Robin Dunbar is currently a member of the Editorial Board of Biology Letters, having previously been on the Proceedings B Editorial Board. Here, he talks to us about his career.
Tell us a bit about your research.
My principal research interests are in social evolution in mammals and birds, with a particular focus on primates and small bovids, and (thanks mainly to the emergence of the social internet) increasingly on humans. My approach has been a combination of top-down and bottom-up that tries to fit together the behavioural, ecological and sociological aspects of social ecology with the genetic, cognitive and neurobiological mechanisms that underpin it. Historically, much of this has involved field studies of the behaviour and ecology of small bovids and primates, and comparative analyses of brain evolution and social behaviour. But more recently my focus has shifted to a combination of field and laboratory studies of human social networks and their dynamics. This has involved collaborations with several groups of statistical physicists on big and small data network analysis, analytical and agent-based modelling of social processes and their associated time budgets, experimental studies of behaviour and cognition, neuroimaging studies of brain mechanisms using both fMRI and PET, and the psychopharmacology and genetics of the neuroendocrine mechanisms that underpin sociality.
What prompted you to work in this field?
I was first introduced to field work on primates an undergraduate in 1968 by accident rather than design (an excuse to travel in Africa).
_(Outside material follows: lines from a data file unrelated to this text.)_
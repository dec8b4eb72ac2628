pub mod config;
mod connection;
pub mod dir;
pub mod error;
pub mod paths;
pub mod storage;
pub mod write_back;

pub use config::{ParamsError, StorageParams};
pub use dir::DirHandle;
pub use error::{ErrorKind, StorageError};
pub use storage::{
    DIRECTORY_MIME_TYPE, DavStorage, FileStream, FileType, FreeSpace, ReadStream, Stat,
};
pub use write_back::{ModeError, OpenMode, WriteBackError, WriteHandle};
But as a direct result, field work dominated my interests for the next 40 years.
What has been the biggest influence on your career?
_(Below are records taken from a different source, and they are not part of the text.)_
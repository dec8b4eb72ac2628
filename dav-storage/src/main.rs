use std::path::PathBuf;
use std::time::UNIX_EPOCH;

use anyhow::Context;
use dav_storage::{DavStorage, FreeSpace, OpenMode, StorageParams};
use tokio::io::AsyncWriteExt;
use tracing_subscriber::EnvFilter;

#[derive(Debug, Clone, PartialEq, Eq)]
enum Command {
    List(String),
    Stat(String),
    Cat(String),
    Put { local: PathBuf, remote: String },
    Mkdir(String),
    Remove(String),
    Move { source: String, target: String },
    FreeSpace,
    Help,
}

fn parse_command<I>(args: I) -> anyhow::Result<Command>
where
    I: IntoIterator<Item = String>,
{
    let mut args = args.into_iter().skip(1);
    let Some(name) = args.next() else {
        return Ok(Command::Help);
    };
    let command = match name.as_str() {
        "ls" => Command::List(args.next().unwrap_or_else(|| "/".to_string())),
        "stat" => Command::Stat(operand(&mut args, "PATH")?),
        "cat" => Command::Cat(operand(&mut args, "PATH")?),
        "put" => Command::Put {
            local: PathBuf::from(operand(&mut args, "LOCAL")?),
            remote: operand(&mut args, "REMOTE")?,
        },
        "mkdir" => Command::Mkdir(operand(&mut args, "PATH")?),
        "rm" => Command::Remove(operand(&mut args, "PATH")?),
        "mv" => Command::Move {
            source: operand(&mut args, "SRC")?,
            target: operand(&mut args, "DST")?,
        },
        "df" => Command::FreeSpace,
        "--help" | "-h" | "help" => Command::Help,
        other => anyhow::bail!("unknown command: {other}"),
    };
    if let Some(extra) = args.next() {
        anyhow::bail!("unexpected argument: {extra}");
    }
    Ok(command)
}

fn operand(args: &mut impl Iterator<Item = String>, name: &str) -> anyhow::Result<String> {
    args.next()
        .with_context(|| format!("missing {name} argument"))
}

fn print_usage() {
    println!("Usage: dav-storage <command> [args]");
    println!("  ls [PATH]          List a remote directory");
    println!("  stat PATH          Show size, mtime and type");
    println!("  cat PATH           Print a remote file");
    println!("  put LOCAL REMOTE   Upload a local file");
    println!("  mkdir PATH         Create a remote directory");
    println!("  rm PATH            Remove a remote file or empty directory");
    println!("  mv SRC DST         Move a remote object");
    println!("  df                 Show free space at the mount root");
    println!();
    println!("The mount is read from DAV_MOUNT_FILE (JSON) or DAV_HOST, DAV_USER,");
    println!("DAV_PASSWORD, DAV_SECURE, DAV_ROOT, DAV_CA_FILE and DAV_SCRATCH_DIR.");
}

fn load_params() -> anyhow::Result<StorageParams> {
    match std::env::var("DAV_MOUNT_FILE") {
        Ok(path) => {
            let json = std::fs::read_to_string(&path)
                .with_context(|| format!("failed to read mount file {path}"))?;
            Ok(StorageParams::from_json(&json)?)
        }
        Err(_) => Ok(StorageParams::from_env()),
    }
}

async fn run(storage: &DavStorage, command: Command) -> anyhow::Result<()> {
    match command {
        Command::List(path) => {
            let listing = storage
                .opendir(&path)
                .await
                .with_context(|| format!("cannot open directory {path}"))?;
            for name in listing {
                println!("{name}");
            }
        }
        Command::Stat(path) => {
            let stat = storage
                .stat(&path)
                .await
                .with_context(|| format!("cannot stat {path}"))?;
            let mtime = stat
                .mtime
                .and_then(|mtime| mtime.duration_since(UNIX_EPOCH).ok())
                .map(|elapsed| elapsed.as_secs().to_string())
                .unwrap_or_else(|| "unknown".to_string());
            println!("size:  {}", stat.size);
            println!("mtime: {mtime}");
            if let Some(kind) = storage.filetype(&path).await {
                println!("type:  {kind:?}");
            }
            if let Some(mime) = storage.mime_type(&path).await {
                println!("mime:  {mime}");
            }
        }
        Command::Cat(path) => {
            let mut stream = storage
                .open_read(&path)
                .await
                .with_context(|| format!("cannot read {path}"))?;
            let mut stdout = tokio::io::stdout();
            tokio::io::copy(&mut stream, &mut stdout).await?;
            stdout.flush().await?;
        }
        Command::Put { local, remote } => {
            let mut source = tokio::fs::File::open(&local)
                .await
                .with_context(|| format!("cannot open {}", local.display()))?;
            let mut handle = storage
                .open_write(&remote, OpenMode::Write)
                .await
                .with_context(|| format!("cannot open {remote} for writing"))?;
            tokio::io::copy(&mut source, &mut handle).await?;
            let bytes = handle.close().await?;
            println!("uploaded {bytes} bytes to {remote}");
        }
        Command::Mkdir(path) => {
            anyhow::ensure!(storage.mkdir(&path).await, "mkdir failed for {path}");
        }
        Command::Remove(path) => {
            let removed = if storage.is_dir(&path).await {
                storage.rmdir(&path).await
            } else {
                storage.unlink(&path).await
            };
            anyhow::ensure!(removed, "rm failed for {path}");
        }
        Command::Move { source, target } => {
            anyhow::ensure!(
                storage.rename(&source, &target).await,
                "mv failed for {source} -> {target}"
            );
        }
        Command::FreeSpace => match storage.free_space("/").await {
            FreeSpace::Known(bytes) => println!("{bytes}"),
            FreeSpace::Unknown => println!("unknown"),
        },
        Command::Help => print_usage(),
    }
    Ok(())
}

#[tokio::main]
async fn main() -> anyhow::Result<()> {
    dotenvy::dotenv().ok();
    tracing_subscriber::fmt()
        .with_env_filter(
            EnvFilter::try_from_default_env().unwrap_or_else(|_| EnvFilter::new("warn")),
        )
        .with_writer(std::io::stderr)
        .init();

    let command = parse_command(std::env::args())?;
    if command == Command::Help {
        print_usage();
        return Ok(());
    }
    let storage = DavStorage::new(load_params()?).context("invalid mount configuration")?;
    tracing::debug!(id = %storage.id(), "mount configured");
    run(&storage, command).await
}

#[cfg(test)]
mod tests {
    use super::*;

    fn args(items: &[&str]) -> Vec<String> {
        std::iter::once("dav-storage")
            .chain(items.iter().copied())
            .map(str::to_string)
            .collect()
    }

    #[test]
    fn parse_command_defaults_to_help() {
        assert_eq!(parse_command(args(&[])).unwrap(), Command::Help);
    }

    #[test]
    fn parse_command_supports_ls_with_default_root() {
        assert_eq!(
            parse_command(args(&["ls"])).unwrap(),
            Command::List("/".to_string())
        );
        assert_eq!(
            parse_command(args(&["ls", "/Docs"])).unwrap(),
            Command::List("/Docs".to_string())
        );
    }

    #[test]
    fn parse_command_supports_put_and_mv() {
        assert_eq!(
            parse_command(args(&["put", "notes.txt", "/Docs/notes.txt"])).unwrap(),
            Command::Put {
                local: PathBuf::from("notes.txt"),
                remote: "/Docs/notes.txt".to_string(),
            }
        );
        assert_eq!(
            parse_command(args(&["mv", "/a.txt", "/b/a.txt"])).unwrap(),
            Command::Move {
                source: "/a.txt".to_string(),
                target: "/b/a.txt".to_string(),
            }
        );
    }

    #[test]
    fn parse_command_rejects_missing_and_extra_arguments() {
        assert!(parse_command(args(&["cat"])).is_err());
        assert!(parse_command(args(&["df", "/extra"])).is_err());
        assert!(parse_command(args(&["frobnicate"])).is_err());
    }
}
Probably my PhD supervisor, John Crook, the founding father of socioecology (the precursor of modern behavioural ecology), not least for his sheer range of interests and taxonomic breadth. But being a young postdoc in the seminal year of 1975 (when both Selfish Gene and Sociobiology were published) was a magical and influential experience.
What are the big challenges still remaining in your field?
We have spent the four decades since 1975 picking apart behavioural biology at the level of the individual, and rightly so. Now that we understand this so much better, the time has come to reassemble the individuals into the social systems they actually live in so as to examine the emergent properties of multilevel selection, especially in the more intensely social taxa where bonded sociality changes the evolutionary rules of engagement. Doing so raises the important new challenge of exploring the underpinning neurobiology of sociality, a topic that has, as yet, barely had its surface properly scratched.
Why did you join the Biology Letters Editorial Board?
As a previous Editorial Board member of Proceedings B, it seemed like a natural transition, and allowed me to continue contributing to improving the quality of science output.
What advice would you give to someone who want to submit to Biology Letters?
Keep it short, keep it simple and, above all, make sure it has a storyline that hits a major novel theme.
What do you do in your spare time?
What spare time? I once read novels and poetry, did a lot of hill walking and listened to music, but thanks to a large research group, the last seems to be all I have time for now.
If you weren’t a researcher, what would you be instead?
A writer (I once earned my living as a science writer).